Post by eCat » Fri Jan 27, 2017 4:17 pm

Bklyn wrote:1. A black male with a college education has the same chance of getting employment as a white high school drop out. (https://thinkprogress.org/a-black-colle ... .ss5bzvssr)
associates degree...bleh

according to the study, even though unemployment is higher among African Americans at every level of education, the added gains in income and employment opportunities gained from getting an additional degree is much greater for African Americans than whites. For example, a professional degree gives a black male a 146 percent larger increase in employment opportunities than his white counterparts.
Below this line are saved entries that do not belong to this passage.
//! Input Loader and Initial State.
//!
//! This module turns the three text inputs into machine state. It performs:
//! 1. **Program loading:** Parses `<OPCODE,Rd,Rs,Rt>` lines into instructions.
//! 2. **State loading:** Parses `<Rn,value>` register lines and `<addr,value>` memory lines.
//! 3. **Line recovery:** Blank lines are ignored; malformed lines are logged, recorded
//!    as rejected, and skipped. Only an unreadable file is fatal.

use std::fs;
use std::path::Path;

use tracing::warn;

use crate::common::constants::DATA_MEMORY_WORDS;
use crate::common::error::{ParseError, SimError};
use crate::common::reg::RegisterFile;
use crate::config::IoConfig;
use crate::core::arch::memory::DataMemory;
use crate::isa::Instruction;
use crate::isa::tuple;

/// Number of fields in a register or memory line.
const STATE_FIELDS: usize = 2;

/// Which input a rejected line came from.
#[derive(Clone, Copy, Debug, PartialEq, Eq)]
pub enum InputKind {
    /// The program file.
    Instructions,
    /// The initial register file.
    Registers,
    /// The initial data memory.
    DataMemory,
}

/// A malformed input line that was skipped.
#[derive(Clone, Debug, PartialEq, Eq)]
pub struct RejectedLine {
    /// Input the line came from.
    pub kind: InputKind,
    /// One-based line number.
    pub line: usize,
    /// The line as read, without its terminator.
    pub text: String,
    /// Why it was rejected.
    pub error: ParseError,
}

/// Runs `parse` over every non-blank line of `text`, collecting successes in
/// order and recording failures.
fn parse_lines<T>(
    text: &str,
    kind: InputKind,
    rejected: &mut Vec<RejectedLine>,
    mut parse: impl FnMut(&str) -> Result<T, ParseError>,
) -> Vec<T> {
    let mut out = Vec::new();
    for (idx, raw) in text.lines().enumerate() {
        if raw.trim().is_empty() {
            continue;
        }
        match parse(raw) {
            Ok(item) => out.push(item),
            Err(error) => {
                warn!(?kind, line = idx + 1, text = raw.trim_end(), %error, "skipping input line");
                rejected.push(RejectedLine {
                    kind,
                    line: idx + 1,
                    text: raw.trim_end().to_owned(),
                    error,
                });
            }
        }
    }
    out
}

/// A parsed program.
#[derive(Clone, Debug, Default, PartialEq, Eq)]
pub struct Program {
    /// Well-formed instructions in file order.
    pub instructions: Vec<Instruction>,
    /// Lines that failed to parse.
    pub rejected: Vec<RejectedLine>,
}

impl Program {
    /// Parses program text, one instruction per line.
    ///
    /// # Examples
    ///
    /// ```
    /// use mipsim_core::sim::loader::Program;
    ///
    /// let program = Program::parse("<ADD,R1,R2,R3>\n\n<MUL,R1,R2,R3>\n<LD,R4,R1,R0>\n");
    /// assert_eq!(program.instructions.len(), 2);
    /// assert_eq!(program.rejected.len(), 1);
    /// assert_eq!(program.rejected[0].line, 3);
    /// ```
    pub fn parse(text: &str) -> Self {
        let mut rejected = Vec::new();
        let instructions = parse_lines(
            text,
            InputKind::Instructions,
            &mut rejected,
            str::parse::<Instruction>,
        );
        Self {
            instructions,
            rejected,
        }
    }
}

/// Initial register and data memory contents.
#[derive(Clone, Debug, Default, PartialEq, Eq)]
pub struct InitialState {
    /// Register values; every register starts not busy.
    pub registers: RegisterFile,
    /// Data memory words.
    pub memory: DataMemory,
    /// Lines from either input that failed to parse.
    pub rejected: Vec<RejectedLine>,
}

impl InitialState {
    /// Parses register and memory text. Unmentioned cells stay zero; a cell
    /// mentioned twice keeps the later value.
    pub fn parse(registers: &str, memory: &str) -> Self {
        let mut state = Self::default();
        state.apply_registers(registers);
        state.apply_memory(memory);
        state
    }

    /// Parses only register text, with zeroed memory.
    pub fn parse_registers(text: &str) -> Self {
        let mut state = Self::default();
        state.apply_registers(text);
        state
    }

    /// Parses only memory text, with zeroed registers.
    pub fn parse_memory(text: &str) -> Self {
        let mut state = Self::default();
        state.apply_memory(text);
        state
    }

    fn apply_registers(&mut self, text: &str) {
        let entries = parse_lines(text, InputKind::Registers, &mut self.rejected, |line| {
            let f = tuple::fields(line, STATE_FIELDS)?;
            Ok((tuple::register(f[0])?, tuple::value(f[1])?))
        });
        for (idx, value) in entries {
            self.registers.write(idx, value);
        }
    }

    fn apply_memory(&mut self, text: &str) {
        let entries = parse_lines(text, InputKind::DataMemory, &mut self.rejected, |line| {
            let f = tuple::fields(line, STATE_FIELDS)?;
            let addr = f[0]
                .parse::<usize>()
                .ok()
                .filter(|&a| a < DATA_MEMORY_WORDS)
                .ok_or_else(|| ParseError::InvalidAddress(f[0].to_owned()))?;
            Ok((addr, tuple::value(f[1])?))
        });
        for (addr, value) in entries {
            self.memory.write(addr, value);
        }
    }
}

/// Reads an entire input file.
///
/// # Returns
///
/// [`SimError::SourceUnavailable`] naming `path` if it cannot be read.
pub fn read_source(path: &Path) -> Result<String, SimError> {
    fs::read_to_string(path).map_err(|source| SimError::SourceUnavailable {
        path: path.to_path_buf(),
        source,
    })
}

/// Reads and parses the program, register and memory files named by `io`.
pub fn load_inputs(io: &IoConfig) -> Result<(Program, InitialState), SimError> {
    let program = Program::parse(&read_source(&io.instructions)?);
    let registers = read_source(&io.registers)?;
    let memory = read_source(&io.data_memory)?;
    Ok((program, InitialState::parse(&registers, &memory)))
}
A bachelor’s degree raises the median wage of a black man by $10,000 per year, compared to a raise of $6,100 per year for a white man.

Allison also emphasized that the racial gap for both women and men gets smaller with higher and higher degrees. The employment gap between black and white men with bachelors degrees is only 5 percent. For women, it’s just 3 percent.

So what that says is essentially an associates degree isn't going to take you very far. Get the bachelors degree.
2. Having a "black" name makes it 50% less likely to get an interview (http://www.politifact.com/punditfact/st ... get-respo/)
yea I can see that being true.
3. Being black makes your interaction with law and justice heightened (http://www.slate.com/articles/news_and_ ... ating.html)

I guess when he was going around picking statistics he skipped over ones like this

http://www.nyc.gov/html/nypd/downloads/ ... report.pdf
I can keep going, but i have a meeting. I can go through home buying disparities wrt race, credit and capital and impacts on that generationally. It's all real.
I like the stinky pinky but only up to the first knuckle, I do not want a GD thumb up there--I've told her multiple times and I always catch her when she tries to pull a fast one---it's my butthole for Chrissakes I'm gonna know--so cut out the BS.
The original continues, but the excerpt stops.